1988
The determination of the three-dimensional structure of a photosynthetic reaction centre by Johann Deisenhofer, Robert Huber and Michel Hartmut.

1989
The discovery of catalytic properties of RNA by Sidney Altman and Thomas R. Cech.

1990
The development of the theory and methodology of organic synthesis by Elias James Corey.

1991
The contributions of Richard R. Ernst to the development of the methodology of high resolution nuclear magnetic resonance (NMR) spectroscopy.

1992
The contributions of Rudolf A. Marcus to the theory of electron transfer reactions in chemical systems.

1993
The invention by Kary B. Mullis of the polymerase chain reaction (PCR) method; the fundamental contributions of Michael Smith to the establishment of oligonucleotide-based, site-directed mutagenesis and its development for protein studies.

1994
The contribution to carbocation chemistry by George A. Olah.

1995
The work in atmospheric chemistry, particularly concerning the formation and decomposition of ozone by Paul J. Crutzen, Mario J. Molina, and Sherwood T. Rowland.

1996
The discovery of fullerenes by Robert F. Curl, Jr., Sir Harold W. Kroto, and Richard E. Smalley.

1997
The elucidation of the enzymatic mechanism underlying the synthesis of adenosine triphosphate (ATP) by Paul D. Boyer and John E. Walker and the first discovery of an ion-transporting enzyme, Na+, K+-ATPase by Jens C. Skou.

1998
The development of the density-functional theory by Walter Kohn and the development of computational methods in quantum chemistry by John A. Pople.

1999
The studies of the transition states of chemical reactions using femtosecond spectroscopy by Ahmed H. Zewail.

2000
The discovery and development of conductive polymers by Alan J. Heeger, Alan G. MacDiarmid and Hedeki Shirakawa.

2001
This year's Nobel Prize in Chemistry is about molecules that exist in two forms that are mirror images of each other.
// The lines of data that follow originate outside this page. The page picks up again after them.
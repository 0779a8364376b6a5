//! Shared HTTP plumbing for the provider adapters
//!
//! All three adapters speak JSON over HTTP and fail the same ways, so the
//! status and transport classification lives here once.

use std::time::Duration;

use reqwest::StatusCode;
use serde_json::Value;

use super::traits::{BackendError, ErrorKind};

/// Body fragments that mark a 429 as an exhausted quota rather than a burst limit
const QUOTA_MARKERS: &[&str] = &[
    "insufficient_quota",
    "quota",
    "billing",
    "credit balance",
    "exceeded your current",
];

/// Longest body excerpt carried into error details
const DETAIL_LIMIT: usize = 200;

/// Build the shared HTTP client
///
/// No client-level timeout is set; every request carries the budget the
/// executor computed for that attempt.
pub(crate) fn build_client() -> Result<reqwest::Client, reqwest::Error> {
    reqwest::Client::builder()
        .connect_timeout(Duration::from_secs(10))
        .build()
}

/// Map an HTTP status (and body, for 429 disambiguation) to an error kind
#[must_use]
pub fn classify_status(status: StatusCode, body: &str) -> ErrorKind {
    match status.as_u16() {
        401 | 403 => ErrorKind::Auth,
        402 => ErrorKind::QuotaExceeded,
        429 => {
            let lower = body.to_lowercase();
            if QUOTA_MARKERS.iter().any(|m| lower.contains(m)) {
                ErrorKind::QuotaExceeded
            } else {
                ErrorKind::TransientNetwork
            }
        }
        408 | 504 => ErrorKind::Timeout,
        // 529 is Anthropic's "overloaded"
        500..=599 => ErrorKind::TransientNetwork,
        _ => ErrorKind::MalformedResponse,
    }
}

/// Map a transport-level failure to a classified error
pub(crate) fn classify_transport(err: &reqwest::Error, budget: Duration) -> BackendError {
    if err.is_timeout() {
        BackendError::timeout(budget)
    } else if err.is_decode() || err.is_body() {
        BackendError::new(ErrorKind::MalformedResponse, err.to_string())
    } else {
        BackendError::new(ErrorKind::TransientNetwork, err.to_string())
    }
}

/// Send a prepared request and return the parsed JSON body of a 2xx answer
pub(crate) async fn send_json(
    request: reqwest::RequestBuilder,
    budget: Duration,
) -> Result<Value, BackendError> {
    let response = request
        .timeout(budget)
        .send()
        .await
        .map_err(|e| classify_transport(&e, budget))?;

    let status = response.status();
    let body = response
        .text()
        .await
        .map_err(|e| classify_transport(&e, budget))?;

    if !status.is_success() {
        let kind = classify_status(status, &body);
        return Err(BackendError::new(
            kind,
            format!("HTTP {}: {}", status.as_u16(), excerpt(&body)),
        ));
    }

    serde_json::from_str(&body).map_err(|e| {
        BackendError::new(
            ErrorKind::MalformedResponse,
            format!("invalid JSON body: {e}"),
        )
    })
}

/// Read a non-negative integer field as `u32`
pub(crate) fn read_u32(value: &Value, pointer: &str) -> Option<u32> {
    value
        .pointer(pointer)
        .and_then(Value::as_u64)
        .map(|n| u32::try_from(n).unwrap_or(u32::MAX))
}

fn excerpt(body: &str) -> String {
    let trimmed = body.trim();
    match trimmed.char_indices().nth(DETAIL_LIMIT) {
        Some((idx, _)) => format!("{}...", &trimmed[..idx]),
        None => trimmed.to_string(),
    }
}
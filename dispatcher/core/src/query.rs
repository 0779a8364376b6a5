//! Query Descriptor
//!
//! What a caller hands the dispatcher: the assembled prompt, a size estimate
//! for capacity filtering, a complexity hint that picks the scoring weights,
//! and the absolute deadline shared by every failover attempt.

use std::fmt;
use std::str::FromStr;
use std::time::Duration;

use serde::{Deserialize, Serialize};
use tokio::time::Instant;
use uuid::Uuid;

// ============================================================================
// Complexity Hint
// ============================================================================

/// Caller's estimate of how demanding a query is
#[derive(Clone, Copy, Debug, PartialEq, Eq, Hash, Default, Serialize, Deserialize)]
#[serde(rename_all = "snake_case")]
pub enum ComplexityHint {
    /// Short factual or conversational queries; speed and cost dominate
    Simple,
    /// Everyday queries
    #[default]
    Moderate,
    /// Multi-step reasoning or analysis; quality dominates
    Complex,
}

impl ComplexityHint {
    /// All hints, cheapest first
    pub const ALL: [ComplexityHint; 3] = [
        ComplexityHint::Simple,
        ComplexityHint::Moderate,
        ComplexityHint::Complex,
    ];

    /// Guess a hint from the prompt text
    ///
    /// Keyword and length heuristic for callers that have no better signal.
    /// The dispatcher itself never overrides a hint it was given.
    #[must_use]
    pub fn estimate(prompt: &str) -> Self {
        let lower = prompt.to_lowercase();
        let word_count = prompt.split_whitespace().count();

        if word_count > 150
            || lower.contains("step by step")
            || lower.contains("analyze")
            || lower.contains("analyse")
            || lower.contains("compare")
            || lower.contains("trade-off")
            || lower.contains("tradeoff")
            || lower.contains("strategy")
            || lower.contains("plan for")
            || lower.contains("explain in detail")
        {
            return ComplexityHint::Complex;
        }

        let greeting = ["hi", "hello", "hey", "thanks", "thank you"]
            .iter()
            .any(|g| lower.trim_start().starts_with(g));
        let single_question = word_count <= 12 && lower.matches('?').count() <= 1;

        if (word_count < 6 && greeting) || (single_question && word_count <= 8) {
            return ComplexityHint::Simple;
        }

        ComplexityHint::Moderate
    }

    /// Lowercase label
    #[must_use]
    pub fn as_str(self) -> &'static str {
        match self {
            ComplexityHint::Simple => "simple",
            ComplexityHint::Moderate => "moderate",
            ComplexityHint::Complex => "complex",
        }
    }
}

impl fmt::Display for ComplexityHint {
    fn fmt(&self, f: &mut fmt::Formatter<'_>) -> fmt::Result {
        f.write_str(self.as_str())
    }
}

/// Unrecognized complexity label
#[derive(Clone, Debug, PartialEq, Eq, thiserror::Error)]
#[error("unknown complexity '{0}' (expected simple, moderate, or complex)")]
pub struct ParseComplexityError(String);

impl FromStr for ComplexityHint {
    type Err = ParseComplexityError;

    fn from_str(s: &str) -> Result<Self, Self::Err> {
        match s.trim().to_ascii_lowercase().as_str() {
            "simple" => Ok(ComplexityHint::Simple),
            "moderate" => Ok(ComplexityHint::Moderate),
            "complex" => Ok(ComplexityHint::Complex),
            other => Err(ParseComplexityError(other.to_string())),
        }
    }
}

// ============================================================================
// Query Descriptor
// ============================================================================

/// Rough token count for `text`: one token per four characters, rounded up
#[must_use]
pub fn estimate_tokens(text: &str) -> u32 {
    let chars = text.chars().count();
    u32::try_from(chars.div_ceil(4)).unwrap_or(u32::MAX)
}

/// One dispatch request
#[derive(Clone, Debug)]
pub struct QueryDescriptor {
    /// Correlation id carried through logs and the result envelope
    pub request_id: Uuid,

    /// Fully assembled prompt
    pub prompt: String,

    /// Approximate prompt size in tokens, compared against backend capacity
    pub estimated_tokens: u32,

    /// Selects the scoring weights
    pub complexity_hint: ComplexityHint,

    /// Absolute instant by which a result is needed
    pub deadline: Instant,
}

impl QueryDescriptor {
    /// Create a descriptor with an estimated size and `Moderate` complexity
    pub fn new(prompt: impl Into<String>, deadline: Instant) -> Self {
        let prompt = prompt.into();
        Self {
            request_id: Uuid::new_v4(),
            estimated_tokens: estimate_tokens(&prompt),
            prompt,
            complexity_hint: ComplexityHint::default(),
            deadline,
        }
    }

    /// Create a descriptor whose deadline is `timeout` from now
    pub fn with_timeout(prompt: impl Into<String>, timeout: Duration) -> Self {
        Self::new(prompt, Instant::now() + timeout)
    }

    /// Set the complexity hint
    #[must_use]
    pub fn with_complexity(mut self, hint: ComplexityHint) -> Self {
        self.complexity_hint = hint;
        self
    }

    /// Override the size estimate
    #[must_use]
    pub fn with_estimated_tokens(mut self, tokens: u32) -> Self {
        self.estimated_tokens = tokens;
        self
    }

    /// Override the deadline
    #[must_use]
    pub fn with_deadline(mut self, deadline: Instant) -> Self {
        self.deadline = deadline;
        self
    }

    /// Use a caller-supplied correlation id
    #[must_use]
    pub fn with_request_id(mut self, request_id: Uuid) -> Self {
        self.request_id = request_id;
        self
    }

    /// Time left before the deadline at `now`; zero once it has passed
    #[must_use]
    pub fn remaining_at(&self, now: Instant) -> Duration {
        self.deadline.saturating_duration_since(now)
    }

    /// Whether the deadline has passed at `now`
    #[must_use]
    pub fn is_expired_at(&self, now: Instant) -> bool {
        self.remaining_at(now).is_zero()
    }
}
//! Integration Test: Sleep Prohibition
//!
//! **Policy**: Production dispatcher code MUST NOT call sleep methods.
//! Waiting on a backend is done with `tokio::time::timeout` around the call
//! itself, and backoff is expressed as a `retry_after` instant checked at
//! ranking time, never as a sleep.
//!
//! **Exceptions**: test code (`#[cfg(test)] mod tests`, `test_utils.rs`)

use architectural_enforcement::{code_part, production_sources};

/// Test that production code does not contain sleep() calls
#[test]
fn test_no_sleep_in_production_code() {
    let violations = find_sleep_violations();

    if !violations.is_empty() {
        eprintln!("\n❌ CRITICAL: Sleep calls found in production code!\n");

        for violation in &violations {
            eprintln!("  ❌ {violation}");
        }

        eprintln!("\n✅ INSTEAD:");
        eprintln!("  - tokio::time::timeout around the awaited call");
        eprintln!("  - a retry_after instant compared against Instant::now()");
        eprintln!("\n❌ FORBIDDEN:");
        eprintln!("  - Sleep in polling loops");
        eprintln!("  - Sleep as poor man's synchronization");
        eprintln!("  - Sleep between failover attempts");

        panic!(
            "\nFound {} sleep violation(s) in production code.\nFix these before merging!",
            violations.len()
        );
    }
}

/// Find all sleep() calls in production code
fn find_sleep_violations() -> Vec<String> {
    let mut violations = Vec::new();

    for file in production_sources() {
        for (idx, line) in file.lines.iter().enumerate() {
            if is_sleep_call(code_part(line)) {
                violations.push(format!(
                    "{}:{} - {}",
                    file.path.display(),
                    idx + 1,
                    line.trim()
                ));
            }
        }
    }

    violations
}

fn is_sleep_call(code: &str) -> bool {
    code.contains("::sleep(") || code.contains(".sleep(") || code.contains("sleep_until(")
}

#[cfg(test)]
mod tests {
    use super::*;

    #[test]
    fn test_sleep_violation_detection() {
        assert!(is_sleep_call("    tokio::time::sleep(Duration::from_millis(10)).await;"));
        assert!(is_sleep_call("    std::thread::sleep(delay);"));
        assert!(is_sleep_call("    tokio::time::sleep_until(deadline).await;"));
        assert!(!is_sleep_call("    tokio::time::timeout(budget, call).await"));
    }

    #[test]
    fn test_commented_sleep_ignored() {
        assert!(!is_sleep_call(code_part("let x = 1; // tokio::time::sleep(d)")));
    }
}
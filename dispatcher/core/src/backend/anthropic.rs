//! Anthropic messages backend

use std::time::Duration;

use async_trait::async_trait;
use serde_json::{json, Value};

use super::http;
use super::traits::{BackendAdapter, BackendError, Completion, ErrorKind, TokenUsage};

/// API version header value
const ANTHROPIC_VERSION: &str = "2023-06-01";

/// Messages API requires an explicit answer budget
const DEFAULT_MAX_TOKENS: u32 = 1024;

/// Anthropic backend client
#[derive(Clone)]
pub struct AnthropicBackend {
    base_url: String,
    model: String,
    api_key: String,
    max_tokens: u32,
    http_client: reqwest::Client,
}

impl AnthropicBackend {
    /// Create a client for `model`
    pub fn new(
        base_url: impl Into<String>,
        model: impl Into<String>,
        api_key: impl Into<String>,
    ) -> Result<Self, reqwest::Error> {
        Ok(Self {
            base_url: base_url.into().trim_end_matches('/').to_string(),
            model: model.into(),
            api_key: api_key.into(),
            max_tokens: DEFAULT_MAX_TOKENS,
            http_client: http::build_client()?,
        })
    }

    /// Cap the answer length
    #[must_use]
    pub fn with_max_tokens(mut self, max_tokens: u32) -> Self {
        self.max_tokens = max_tokens;
        self
    }

    fn messages_url(&self) -> String {
        format!("{}/v1/messages", self.base_url)
    }

    fn request_body(&self, prompt: &str) -> Value {
        json!({
            "model": self.model,
            "max_tokens": self.max_tokens,
            "messages": [{"role": "user", "content": prompt}],
        })
    }

    /// Concatenate the text blocks of a messages response
    pub(crate) fn parse_completion(body: &Value) -> Result<Completion, BackendError> {
        let blocks = body
            .get("content")
            .and_then(Value::as_array)
            .ok_or_else(|| {
                BackendError::new(ErrorKind::MalformedResponse, "response has no content array")
            })?;

        let text: String = blocks
            .iter()
            .filter(|block| block.get("type").and_then(Value::as_str) == Some("text"))
            .filter_map(|block| block.get("text").and_then(Value::as_str))
            .collect();

        let mut completion = Completion::new(text);
        if let (Some(input), Some(output)) = (
            http::read_u32(body, "/usage/input_tokens"),
            http::read_u32(body, "/usage/output_tokens"),
        ) {
            completion = completion.with_usage(TokenUsage::new(input, output));
        }
        Ok(completion)
    }
}

#[async_trait]
impl BackendAdapter for AnthropicBackend {
    fn name(&self) -> &str {
        "anthropic"
    }

    async fn call(&self, prompt: &str, timeout: Duration) -> Result<Completion, BackendError> {
        let request = self
            .http_client
            .post(self.messages_url())
            .header("x-api-key", &self.api_key)
            .header("anthropic-version", ANTHROPIC_VERSION)
            .json(&self.request_body(prompt));

        let body = http::send_json(request, timeout).await?;
        Self::parse_completion(&body)
    }
}
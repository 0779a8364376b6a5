//! Dispatch Metrics
//!
//! In-process counters and latency histograms for the dispatcher:
//! - Dispatch outcomes (success, fallback, exhausted)
//! - Attempts and failures per error kind
//! - Per-backend attempt / success / failure counts
//! - End-to-end and per-attempt latency
//!
//! Everything is atomic and lock-free on the record path. There is no
//! exporter; [`DispatchMetrics::snapshot`] produces a serializable view.

use std::collections::BTreeMap;
use std::sync::atomic::{AtomicU64, Ordering};
use std::time::Duration;

use dashmap::DashMap;
use serde::Serialize;

use crate::backend::ErrorKind;
use crate::result::{DispatchOutcome, DispatchResult};

// ============================================================================
// Histogram for Latency Tracking
// ============================================================================

/// A histogram for tracking latency distributions
#[derive(Debug)]
pub struct Histogram {
    /// Bucket upper bounds (in the unit being measured)
    buckets: Vec<f64>,
    /// Count per bucket
    counts: Vec<AtomicU64>,
    /// Total count
    total_count: AtomicU64,
    /// Sum of all values
    sum: AtomicU64,
    /// Minimum value seen
    min: AtomicU64,
    /// Maximum value seen
    max: AtomicU64,
}

impl Histogram {
    /// Create a histogram with the given bucket upper bounds
    ///
    /// Values above the last bound are counted in the last bucket.
    #[must_use]
    pub fn new(buckets: Vec<f64>) -> Self {
        let counts = buckets.iter().map(|_| AtomicU64::new(0)).collect();
        Self {
            buckets,
            counts,
            total_count: AtomicU64::new(0),
            sum: AtomicU64::new(0),
            min: AtomicU64::new(u64::MAX),
            max: AtomicU64::new(0),
        }
    }

    /// Default latency buckets, in milliseconds
    #[must_use]
    pub fn latency_default() -> Self {
        Self::new(vec![
            10.0, 25.0, 50.0, 100.0, 250.0, 500.0, 1000.0, 2500.0, 5000.0, 10000.0, 30000.0,
            60000.0, 120_000.0,
        ])
    }

    /// Record a duration in milliseconds
    pub fn record_duration(&self, duration: Duration) {
        self.record(duration.as_secs_f64() * 1000.0);
    }

    /// Record a value
    #[allow(clippy::cast_possible_truncation, clippy::cast_sign_loss)]
    pub fn record(&self, value: f64) {
        if self.buckets.is_empty() {
            return;
        }
        let bucket_idx = self
            .buckets
            .iter()
            .position(|&b| value <= b)
            .unwrap_or(self.buckets.len() - 1);

        let value_u64 = value.max(0.0) as u64;
        self.counts[bucket_idx].fetch_add(1, Ordering::Relaxed);
        self.total_count.fetch_add(1, Ordering::Relaxed);
        self.sum.fetch_add(value_u64, Ordering::Relaxed);

        // min/max are updated independently of the counters
        self.min.fetch_min(value_u64, Ordering::Relaxed);
        self.max.fetch_max(value_u64, Ordering::Relaxed);
    }

    /// Point-in-time copy
    #[must_use]
    #[allow(clippy::cast_precision_loss)]
    pub fn snapshot(&self) -> HistogramSnapshot {
        let counts: Vec<u64> = self
            .counts
            .iter()
            .map(|c| c.load(Ordering::Relaxed))
            .collect();
        let total = self.total_count.load(Ordering::Relaxed);
        let sum = self.sum.load(Ordering::Relaxed);
        let min = self.min.load(Ordering::Relaxed);

        HistogramSnapshot {
            buckets: self.buckets.clone(),
            counts,
            total,
            sum,
            min: if min == u64::MAX { 0 } else { min },
            max: self.max.load(Ordering::Relaxed),
            mean: if total > 0 {
                sum as f64 / total as f64
            } else {
                0.0
            },
        }
    }
}

/// Snapshot of histogram data
#[derive(Clone, Debug, Serialize)]
pub struct HistogramSnapshot {
    /// Bucket upper bounds
    #[serde(skip)]
    pub buckets: Vec<f64>,
    /// Count per bucket
    #[serde(skip)]
    pub counts: Vec<u64>,
    /// Number of recorded values
    pub total: u64,
    /// Sum of recorded values
    pub sum: u64,
    /// Smallest recorded value
    pub min: u64,
    /// Largest recorded value
    pub max: u64,
    /// Mean of recorded values
    pub mean: f64,
}

impl HistogramSnapshot {
    /// Upper bound of the bucket holding the `p` quantile
    #[must_use]
    #[allow(
        clippy::cast_possible_truncation,
        clippy::cast_precision_loss,
        clippy::cast_sign_loss
    )]
    pub fn percentile(&self, p: f64) -> f64 {
        if self.total == 0 {
            return 0.0;
        }

        let target = ((self.total as f64 * p).ceil() as u64).max(1);
        let mut cumulative = 0u64;

        for (i, &count) in self.counts.iter().enumerate() {
            cumulative += count;
            if cumulative >= target {
                return self.buckets[i];
            }
        }

        self.buckets.last().copied().unwrap_or(0.0)
    }

    /// Median
    #[must_use]
    pub fn p50(&self) -> f64 {
        self.percentile(0.5)
    }

    /// 90th percentile
    #[must_use]
    pub fn p90(&self) -> f64 {
        self.percentile(0.9)
    }

    /// 99th percentile
    #[must_use]
    pub fn p99(&self) -> f64 {
        self.percentile(0.99)
    }
}

// ============================================================================
// Counter
// ============================================================================

/// A simple atomic counter
#[derive(Debug, Default)]
pub struct Counter {
    value: AtomicU64,
}

impl Counter {
    /// Create a zeroed counter
    #[must_use]
    pub fn new() -> Self {
        Self::default()
    }

    /// Add one
    pub fn inc(&self) {
        self.value.fetch_add(1, Ordering::Relaxed);
    }

    /// Add `n`
    pub fn add(&self, n: u64) {
        self.value.fetch_add(n, Ordering::Relaxed);
    }

    /// Current value
    #[must_use]
    pub fn get(&self) -> u64 {
        self.value.load(Ordering::Relaxed)
    }
}

// ============================================================================
// Per-Backend Metrics
// ============================================================================

#[derive(Debug, Default)]
struct BackendCounters {
    attempts: Counter,
    successes: Counter,
    failures: Counter,
}

/// Per-backend counts
#[derive(Clone, Copy, Debug, Default, PartialEq, Eq, Serialize)]
pub struct BackendCounts {
    /// Calls made
    pub attempts: u64,
    /// Calls that produced an answer
    pub successes: u64,
    /// Calls that failed
    pub failures: u64,
}

// ============================================================================
// Dispatch Metrics
// ============================================================================

/// Centralized metrics for the dispatcher
#[derive(Debug)]
pub struct DispatchMetrics {
    dispatches: Counter,
    successes: Counter,
    fallbacks: Counter,
    exhausted: Counter,
    rejected: Counter,
    attempts: Counter,
    deadline_skips: Counter,
    failures_by_kind: [Counter; ErrorKind::ALL.len()],
    backends: DashMap<String, BackendCounters>,
    dispatch_latency: Histogram,
    attempt_latency: Histogram,
}

impl Default for DispatchMetrics {
    fn default() -> Self {
        Self::new()
    }
}

fn kind_index(kind: ErrorKind) -> usize {
    match kind {
        ErrorKind::Timeout => 0,
        ErrorKind::Auth => 1,
        ErrorKind::QuotaExceeded => 2,
        ErrorKind::TransientNetwork => 3,
        ErrorKind::MalformedResponse => 4,
    }
}

impl DispatchMetrics {
    /// Create a zeroed collector
    #[must_use]
    pub fn new() -> Self {
        Self {
            dispatches: Counter::new(),
            successes: Counter::new(),
            fallbacks: Counter::new(),
            exhausted: Counter::new(),
            rejected: Counter::new(),
            attempts: Counter::new(),
            deadline_skips: Counter::new(),
            failures_by_kind: Default::default(),
            backends: DashMap::new(),
            dispatch_latency: Histogram::latency_default(),
            attempt_latency: Histogram::latency_default(),
        }
    }

    /// Record one backend call
    pub fn record_attempt(&self, backend_id: &str, error: Option<ErrorKind>, duration: Duration) {
        self.attempts.inc();
        self.attempt_latency.record_duration(duration);

        let counters = self.backends.entry(backend_id.to_string()).or_default();
        counters.attempts.inc();
        match error {
            None => counters.successes.inc(),
            Some(kind) => {
                counters.failures.inc();
                self.failures_by_kind[kind_index(kind)].inc();
            }
        }
    }

    /// Record candidates that were not tried because the deadline passed
    pub fn record_deadline_skips(&self, count: usize) {
        self.deadline_skips.add(u64::try_from(count).unwrap_or(u64::MAX));
    }

    /// Record a completed dispatch
    pub fn record_dispatch(&self, result: &DispatchResult, elapsed: Duration) {
        self.dispatches.inc();
        self.dispatch_latency.record_duration(elapsed);
        match result.outcome() {
            DispatchOutcome::Success => self.successes.inc(),
            DispatchOutcome::FallbackUsed => self.fallbacks.inc(),
            DispatchOutcome::Exhausted => self.exhausted.inc(),
        }
    }

    /// Record a dispatch refused before any work (blank prompt, shut down)
    pub fn record_rejected(&self) {
        self.rejected.inc();
    }

    /// Counts for one backend
    #[must_use]
    pub fn backend(&self, backend_id: &str) -> BackendCounts {
        self.backends
            .get(backend_id)
            .map(|c| BackendCounts {
                attempts: c.attempts.get(),
                successes: c.successes.get(),
                failures: c.failures.get(),
            })
            .unwrap_or_default()
    }

    /// Serializable view of every metric
    #[must_use]
    pub fn snapshot(&self) -> MetricsSnapshot {
        let failures_by_kind = ErrorKind::ALL
            .iter()
            .map(|&kind| (kind, self.failures_by_kind[kind_index(kind)].get()))
            .filter(|(_, count)| *count > 0)
            .collect();

        let backends = self
            .backends
            .iter()
            .map(|entry| {
                let c = entry.value();
                (
                    entry.key().clone(),
                    BackendCounts {
                        attempts: c.attempts.get(),
                        successes: c.successes.get(),
                        failures: c.failures.get(),
                    },
                )
            })
            .collect();

        let dispatch_latency = self.dispatch_latency.snapshot();
        let attempt_latency = self.attempt_latency.snapshot();

        MetricsSnapshot {
            dispatches: self.dispatches.get(),
            successes: self.successes.get(),
            fallbacks: self.fallbacks.get(),
            exhausted: self.exhausted.get(),
            rejected: self.rejected.get(),
            attempts: self.attempts.get(),
            deadline_skips: self.deadline_skips.get(),
            failures_by_kind,
            backends,
            dispatch_latency_p50_ms: dispatch_latency.p50(),
            dispatch_latency_p90_ms: dispatch_latency.p90(),
            dispatch_latency_p99_ms: dispatch_latency.p99(),
            attempt_latency_p50_ms: attempt_latency.p50(),
            attempt_latency_p99_ms: attempt_latency.p99(),
            dispatch_latency,
        }
    }
}

/// Point-in-time metrics
#[derive(Clone, Debug, Serialize)]
pub struct MetricsSnapshot {
    /// Completed dispatches
    pub dispatches: u64,
    /// Dispatches answered by a backend
    pub successes: u64,
    /// Dispatches answered by the fallback template
    pub fallbacks: u64,
    /// Dispatches that ended with no content
    pub exhausted: u64,
    /// Dispatches refused before any work
    pub rejected: u64,
    /// Backend calls made
    pub attempts: u64,
    /// Candidates skipped because the deadline passed
    pub deadline_skips: u64,
    /// Failed calls per error kind (zero counts omitted)
    pub failures_by_kind: BTreeMap<ErrorKind, u64>,
    /// Per-backend counts
    pub backends: BTreeMap<String, BackendCounts>,
    /// End-to-end latency distribution
    pub dispatch_latency: HistogramSnapshot,
    /// Median dispatch latency
    pub dispatch_latency_p50_ms: f64,
    /// 90th percentile dispatch latency
    pub dispatch_latency_p90_ms: f64,
    /// 99th percentile dispatch latency
    pub dispatch_latency_p99_ms: f64,
    /// Median attempt latency
    pub attempt_latency_p50_ms: f64,
    /// 99th percentile attempt latency
    pub attempt_latency_p99_ms: f64,
}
Often it is important to produce only one of these forms because the molecules, despite being so similar, have quite different functions, in our cells, for example.

2002
Living cells consist of myriads of molecules. The large molecules, which include the proteins, interact with one another and with other molecules in a never-resting molecular machinery. How can we understand what is happening inside the cell? One important step is to develop tools to "see" with, and this is what this year's Nobel Laureates in Chemistry have done.

2003
Salt and water are important actors in the chemistry of life. Life on earth, and our own lives, originated in salt water – in the oceans and in the womb. Yet only fairly recently have we understood how water molecules and salt ions are transported in and out through the cell walls.